Of course, there are some things I wish were different on Instagram. For example:

  1. It doesn’t allow you to embed links into your posts.
    You can put a web URL in your post, but if viewers click on it, it doesn’t take them to your link. It does nothing. Ugh. It’s about the only place left on the entire internet where posting a URL doesn’t create a live link.
  2. It gives you very little analytics other than likes and comments 
    I use a Web app – Iconosquare.com (which is excellent by the way) to give me all the stats you should be getting from Instagram.
  3. You can’t post images from the desktop
    You can see them on your computer, but you can’t post images or comment, etc.  without subscribing to an expensive third-party service – you have to do it from the phone app itself. Ack! This is a pain for sure. Plus, there’s no iPad app — you just download the iPhone app and then it runs at 2x size, but the images don’t look nearly as good. Instagram just recently upped it resolution, so I’m hoping that an iPad/Tablet app is behind that move.
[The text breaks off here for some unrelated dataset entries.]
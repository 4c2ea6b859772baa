//! HTTP header name and session-info key constants.
//!
//! This module defines constants for the Akamai diagnostic response headers
//! the extractor reads, plus the vendor keys looked up inside the
//! `X-Akamai-Session-Info` blob.

// Akamai diagnostic headers
// These appear only when the matching debug Pragma directive was sent.
/// Cache status and serving edge hostname (e.g. `TCP_HIT from edge123 (1)`)
pub const HEADER_X_CACHE: &str = "x-cache";
/// Edge decision on whether the object was cacheable (`YES`/`NO`)
pub const HEADER_X_CHECK_CACHEABLE: &str = "x-check-cacheable";
/// Cache key used for the object, sometimes embedding a TTL segment
pub const HEADER_X_CACHE_KEY: &str = "x-cache-key";
/// Cache key before edge-side transformations
pub const HEADER_X_TRUE_CACHE_KEY: &str = "x-true-cache-key";
/// Identifier of the serving edge machine
pub const HEADER_X_CACHE_SERVER: &str = "x-cache-server";
/// Serial number of the edge configuration
pub const HEADER_X_SERIAL: &str = "x-serial";
/// Unique Akamai request identifier, the key for opening support tickets
pub const HEADER_X_AKAMAI_REQUEST_ID: &str = "x-akamai-request-id";
/// Client IP as seen by the edge (may list a proxy chain)
pub const HEADER_X_AKAMAI_PRAGMA_CLIENT_IP: &str = "x-akamai-pragma-client-ip";
/// Property-manager session metadata blob
pub const HEADER_X_AKAMAI_SESSION_INFO: &str = "x-akamai-session-info";
/// Present with value `ESSL` on the staging network
pub const HEADER_X_AKAMAI_STAGING: &str = "x-akamai-staging";
/// Origin server identifier echoed by the edge
pub const HEADER_X_ORIGIN_SERVER: &str = "x-origin-server";
/// Edge-to-midgress round-trip time in milliseconds
pub const HEADER_X_EDGECONNECT_MIDMILE_RTT: &str = "x-edgeconnect-midmile-rtt";
/// Edge-to-origin latency in milliseconds
pub const HEADER_X_EDGECONNECT_ORIGIN_LATENCY: &str = "x-edgeconnect-origin-mex-latency";

// Standard caching and content headers
/// Response generation time at the edge
pub const HEADER_DATE: &str = "date";
/// Content-Type of the delivered representation
pub const HEADER_CONTENT_TYPE: &str = "content-type";
/// Content-Length of the delivered representation
pub const HEADER_CONTENT_LENGTH: &str = "content-length";
/// Last-Modified timestamp from the origin
pub const HEADER_LAST_MODIFIED: &str = "last-modified";
/// Entity tag from the origin
pub const HEADER_ETAG: &str = "etag";
/// Expiry timestamp from the origin
pub const HEADER_EXPIRES: &str = "expires";
/// Cache-Control directive set from the origin
pub const HEADER_CACHE_CONTROL: &str = "cache-control";
/// Vary header from the origin
pub const HEADER_VARY: &str = "vary";

// Session-info vendor keys
// Fixed key names inside the X-Akamai-Session-Info name/value pairs.
/// Property (delivery configuration) name
pub const SESSION_KEY_PROPERTY_NAME: &str = "AKA_PM_PROPERTY_NAME";
/// Property version number
pub const SESSION_KEY_PROPERTY_VERSION: &str = "AKA_PM_PROPERTY_VERSION";
/// Forward URL the edge rewrote the request to
pub const SESSION_KEY_FWD_URL: &str = "AKA_PM_FWD_URL";
/// SureRoute enablement flag (`true`/`false`)
pub const SESSION_KEY_SR_ENABLED: &str = "AKA_PM_SR_ENABLED";
/// Tiered distribution enablement flag (`true`/`false`)
pub const SESSION_KEY_TD_ENABLED: &str = "AKA_PM_TD_ENABLED";
/// Geo-located client city
pub const SESSION_KEY_CLIENT_CITY: &str = "PMUSER_CITY";
/// Geo-located client country
pub const SESSION_KEY_CLIENT_COUNTRY: &str = "PMUSER_COUNTRY";
/// Percent-encoded client User-Agent echo
pub const SESSION_KEY_UA_IDENTIFIER: &str = "UA_IDENTIFIER";

/// Headers whose comma-separated values are split onto indented lines in the
/// raw header report. These carry multiple logical records in one value and
/// are unreadable on a single line.
///
/// To add/remove headers, modify this array (names lowercase).
pub const COMPOSITE_HEADERS: &[&str] = &[
    HEADER_X_AKAMAI_SESSION_INFO,
    "x-akamai-a2-trace",
    "accept-ch",
];
//! Configuration constants.
//!
//! This module defines the operational constants used throughout the
//! application: timeouts, redirect caps, and the identifying User-Agent.

/// User-Agent sent with every diagnostic request.
///
/// Akamai logs the agent alongside the debug Pragma directives, so a stable,
/// identifying value makes the tool's traffic easy to recognize in edge logs.
pub const USER_AGENT: &str = concat!("edge_diag/", env!("CARGO_PKG_VERSION"));

/// Default per-request timeout in seconds.
///
/// Covers the whole request including redirects. Overridable via the
/// `--timeout-seconds` CLI flag.
pub const DEFAULT_TIMEOUT_SECS: u64 = 10;

/// TCP connection timeout in seconds.
///
/// Separate from the global timeout so an unreachable host fails fast
/// instead of consuming the entire request budget.
pub const TCP_CONNECT_TIMEOUT_SECS: u64 = 5;

/// Maximum number of redirect hops to follow.
///
/// Prevents infinite redirect loops. The chain itself is only logged; the
/// caller observes the final status and headers.
pub const MAX_REDIRECT_HOPS: usize = 10;

/// Maximum accepted URL length in characters.
///
/// Matches common browser and server limits; anything longer is rejected
/// before any network I/O.
pub const MAX_URL_LENGTH: usize = 2048;
use lattice_rs::lattice::Lattice;
use lattice_rs::pricing::OptionStyle;
use lattice_rs::pricing::OptionType;
use lattice_rs::pricing::binomial::BinomialTreePricer;
use lattice_rs::visualization::TreePlotter;

fn main() {
  let pricer = BinomialTreePricer::new(
    50.0,
    52.0,
    0.05,
    Some(0.0),
    1.2,
    0.8,
    2,
    Some(2.0),
    None,
    None,
    OptionType::Put,
    OptionStyle::American,
  );
  let result = pricer.price_tree();

  println!(
    "The current value of the {} {} option is {}",
    pricer.option_style, pricer.option_type, result.value
  );
  print_lattice("Stock price lattice", &result.stock_prices);
  print_lattice("Option value lattice", &result.option_values);

  TreePlotter::new()
    .title("Binomial price tree")
    .register(&result.stock_prices, "Price tree")
    .plot()
    .write_html("target/binomial_price_tree.html");
  TreePlotter::new()
    .title("Binomial value tree")
    .register(&result.option_values, "Value tree")
    .plot()
    .write_html("target/binomial_value_tree.html");
  println!("Price tree written to target/binomial_price_tree.html");
  println!("Value tree written to target/binomial_value_tree.html");
}

fn print_lattice(title: &str, lattice: &Lattice) {
  println!("{title}:");
  for step in 0..=lattice.steps() {
    let row = lattice
      .layer(step)
      .iter()
      .map(|v| v.to_string())
      .collect::<Vec<String>>();
    println!("  [{}]", row.join(", "));
  }
}
//! # Visualization
//!
//! $$
//! L(i,j)\mapsto\text{layered tree graph, two forward edges per non-terminal node}
//! $$
//!
use impl_new_derive::ImplNew;
use plotly::Layout;
use plotly::Plot;
use plotly::Scatter;
use plotly::common::Anchor;
use plotly::common::Font;
use plotly::common::Line;
use plotly::common::Marker;
use plotly::common::Mode;
use plotly::common::color::NamedColor;
use plotly::layout::Annotation;
use plotly::layout::GridPattern;
use plotly::layout::LayoutGrid;
use plotly::layout::Margin;

use crate::lattice::Lattice;

/// Node of a layered tree graph, keyed by `(step, node)`.
#[derive(ImplNew, Debug, Clone, Copy, PartialEq)]
pub struct TreeNode {
  /// Time layer index.
  pub step: usize,
  /// Node index within the layer (number of down-moves).
  pub node: usize,
  /// Layout x coordinate (the time layer).
  pub x: f64,
  /// Layout y coordinate, spread symmetrically around the root.
  pub y: f64,
  /// Value displayed at the node.
  pub label: f64,
}

/// Edge from a node to one of its two successors at the next layer.
#[derive(ImplNew, Debug, Clone, Copy, PartialEq, Eq)]
pub struct TreeEdge {
  pub from: (usize, usize),
  pub to: (usize, usize),
}

/// Layered graph of a triangular lattice.
///
/// Holds `(n + 1)(n + 2) / 2` nodes and `n(n + 1)` edges for an `n`-step
/// lattice. Node `(i, j)` sits at `x = i`, `y = n + i - 2j`, so each layer
/// spreads symmetrically around the root's height.
#[derive(Debug, Clone)]
pub struct TreeGraph {
  nodes: Vec<TreeNode>,
  edges: Vec<TreeEdge>,
  steps: usize,
}

impl TreeGraph {
  /// Build the graph of `lattice`: one node per valid cell, edges from
  /// every node below the terminal layer to its two successors.
  pub fn from_lattice(lattice: &Lattice) -> Self {
    let n = lattice.steps();
    let mut nodes = Vec::with_capacity(lattice.node_count());
    let mut edges = Vec::with_capacity(n * (n + 1));
    for i in 0..=n {
      for j in 0..=i {
        let y = (n + i) as f64 - 2.0 * j as f64;
        nodes.push(TreeNode::new(i, j, i as f64, y, lattice.get(i, j)));
        if i < n {
          edges.push(TreeEdge::new((i, j), (i + 1, j)));
          edges.push(TreeEdge::new((i, j), (i + 1, j + 1)));
        }
      }
    }

    Self { nodes, edges, steps: n }
  }

  pub fn steps(&self) -> usize {
    self.steps
  }

  pub fn nodes(&self) -> &[TreeNode] {
    &self.nodes
  }

  pub fn edges(&self) -> &[TreeEdge] {
    &self.edges
  }

  /// Layout position of node `(step, node)`.
  pub fn position(&self, step: usize, node: usize) -> (f64, f64) {
    (step as f64, (self.steps + step) as f64 - 2.0 * node as f64)
  }
}

struct TreeEntry {
  title: String,
  graph: TreeGraph,
}

/// Builder that renders lattices as layered tree figures.
pub struct TreePlotter {
  entries: Vec<TreeEntry>,
  cols: usize,
  node_size: usize,
  line_width: f64,
  title: String,
}

impl TreePlotter {
  pub fn new() -> Self {
    Self {
      entries: Vec::new(),
      cols: 2,
      node_size: 30,
      line_width: 1.0,
      title: String::new(),
    }
  }

  pub fn title(mut self, title: &str) -> Self {
    self.title = title.into();
    self
  }

  pub fn cols(mut self, n: usize) -> Self {
    self.cols = n.max(1);
    self
  }

  pub fn node_size(mut self, size: usize) -> Self {
    self.node_size = size;
    self
  }

  pub fn line_width(mut self, w: f64) -> Self {
    self.line_width = w;
    self
  }

  pub fn register(mut self, lattice: &Lattice, title: &str) -> Self {
    self.entries.push(TreeEntry {
      title: title.into(),
      graph: TreeGraph::from_lattice(lattice),
    });

    self
  }

  pub fn plot(self) -> Plot {
    let n_entries = self.entries.len();
    let cols = self.cols.min(n_entries.max(1));
    let rows = n_entries.div_ceil(cols).max(1);

    let axis_name = |subplot_idx: usize, axis: &str| -> String {
      if subplot_idx == 1 {
        axis.to_string()
      } else {
        format!("{axis}{subplot_idx}")
      }
    };

    let mut annotations = Vec::with_capacity(n_entries);
    for (idx, entry) in self.entries.iter().enumerate() {
      let subplot_idx = idx + 1;
      let xa = axis_name(subplot_idx, "x");
      let ya = axis_name(subplot_idx, "y");

      annotations.push(
        Annotation::new()
          .text(format!("<b>{}</b>", entry.title))
          .x_ref(format!("{xa} domain"))
          .y_ref(format!("{ya} domain"))
          .x(0.5)
          .y(1.0)
          .x_anchor(Anchor::Center)
          .y_anchor(Anchor::Bottom)
          .font(Font::new().size(12))
          .show_arrow(false),
      );
    }

    let mut plot = Plot::new();
    plot.set_layout(
      Layout::new()
        .title(self.title.as_str())
        .auto_size(true)
        .height(rows * 480 + 160)
        .margin(Margin::new().left(48).right(24).top(72).bottom(40))
        .annotations(annotations)
        .grid(
          LayoutGrid::new()
            .rows(rows)
            .columns(cols)
            .pattern(GridPattern::Independent),
        ),
    );

    for (idx, entry) in self.entries.iter().enumerate() {
      let subplot_idx = idx + 1;
      let xa = axis_name(subplot_idx, "x");
      let ya = axis_name(subplot_idx, "y");
      let graph = &entry.graph;

      for edge in graph.edges() {
        let (x0, y0) = graph.position(edge.from.0, edge.from.1);
        let (x1, y1) = graph.position(edge.to.0, edge.to.1);
        let segment = Scatter::new(vec![x0, x1], vec![y0, y1])
          .mode(Mode::Lines)
          .line(Line::new().width(self.line_width).color(NamedColor::Gray))
          .show_legend(false)
          .x_axis(xa.as_str())
          .y_axis(ya.as_str());
        plot.add_trace(segment);
      }

      let xs: Vec<f64> = graph.nodes().iter().map(|node| node.x).collect();
      let ys: Vec<f64> = graph.nodes().iter().map(|node| node.y).collect();
      let labels: Vec<String> = graph
        .nodes()
        .iter()
        .map(|node| node.label.to_string())
        .collect();
      let hover_text = graph
        .nodes()
        .iter()
        .map(|node| format!("step {}, node {}: {}", node.step, node.node, node.label))
        .collect::<Vec<String>>();
      let markers = Scatter::new(xs, ys)
        .mode(Mode::MarkersText)
        .text_array(labels)
        .marker(
          Marker::new()
            .size(self.node_size)
            .color(NamedColor::White)
            .line(Line::new().width(1.0).color(NamedColor::Gray)),
        )
        .hover_text_array(hover_text)
        .hover_template("%{hovertext}<extra></extra>")
        .show_legend(false)
        .x_axis(xa.as_str())
        .y_axis(ya.as_str());
      plot.add_trace(markers);
    }

    plot
  }

  pub fn show(self) {
    self.plot().show();
  }
}
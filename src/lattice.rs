//! # Lattice
//!
//! $$
//! \mathcal{L}=\{(i,j) : 0\le j\le i\le n\}
//! $$
//!
use ndarray::Array2;

/// Round `value` to `decimals` decimal places.
pub(crate) fn round_to(value: f64, decimals: u32) -> f64 {
  let scale = 10f64.powi(decimals as i32);
  (value * scale).round() / scale
}

/// Triangular per-node table on a recombining binomial tree.
///
/// Layer `step` holds `step + 1` nodes, `0 <= node <= step <= n`. Storage is
/// a dense `(n + 1) x (n + 1)` grid; cells with `node > step` are structural
/// padding, stay zero and are rejected by the accessors.
#[derive(Debug, Clone, PartialEq)]
pub struct Lattice {
  grid: Array2<f64>,
  steps: usize,
}

impl Lattice {
  /// Zero-filled lattice with `steps + 1` layers.
  pub fn new(steps: usize) -> Self {
    Self {
      grid: Array2::zeros((steps + 1, steps + 1)),
      steps,
    }
  }

  /// Number of time steps `n`.
  pub fn steps(&self) -> usize {
    self.steps
  }

  /// Total number of valid nodes, `(n + 1)(n + 2) / 2`.
  pub fn node_count(&self) -> usize {
    (self.steps + 1) * (self.steps + 2) / 2
  }

  /// Value at `(step, node)`.
  pub fn get(&self, step: usize, node: usize) -> f64 {
    assert!(
      step <= self.steps && node <= step,
      "invalid lattice index ({step}, {node}) for {} steps",
      self.steps
    );
    self.grid[[step, node]]
  }

  /// Set the value at `(step, node)`.
  pub fn set(&mut self, step: usize, node: usize, value: f64) {
    assert!(
      step <= self.steps && node <= step,
      "invalid lattice index ({step}, {node}) for {} steps",
      self.steps
    );
    self.grid[[step, node]] = value;
  }

  /// Valid nodes of layer `step`, root-up-path first.
  pub fn layer(&self, step: usize) -> Vec<f64> {
    assert!(step <= self.steps, "layer {step} out of range");
    self.grid.row(step).iter().take(step + 1).copied().collect()
  }

  /// Copy with every cell rounded to `decimals` decimal places.
  pub fn rounded(&self, decimals: u32) -> Self {
    Self {
      grid: self.grid.mapv(|v| round_to(v, decimals)),
      steps: self.steps,
    }
  }
}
Those three things aside (things that I imagine will all be addressed at some time in the near future), I have to say I’m loving my Instagram experience (and it’s now my wife’s favorite social media. You can follow her at kalebrakelby – she posts some really wonderful stuff, and her stories and commentary and either quite touching or really hilarious).

If you’re not already on Instagram, I hope this post at least has you giving Instagram a try. The app is free. The account is free. The free is free. It’s free! Give it a try for a few weeks – I’ll bet you fall in love – after all – it was made for you!

Hope you all have an awesome Tuesday!

Best,

-Scott 

P.S. I’ll be up in NYC all week this week at the big Canon Expo. I’m speaking on Thursday afternoon doing a class “How to Present Like a Pro!” (the class is sold out, so if you’re already signed up – I’ll see you there! I’m really excited about this session – I’ve put a ton of time into making it really valuable for anyone who attends).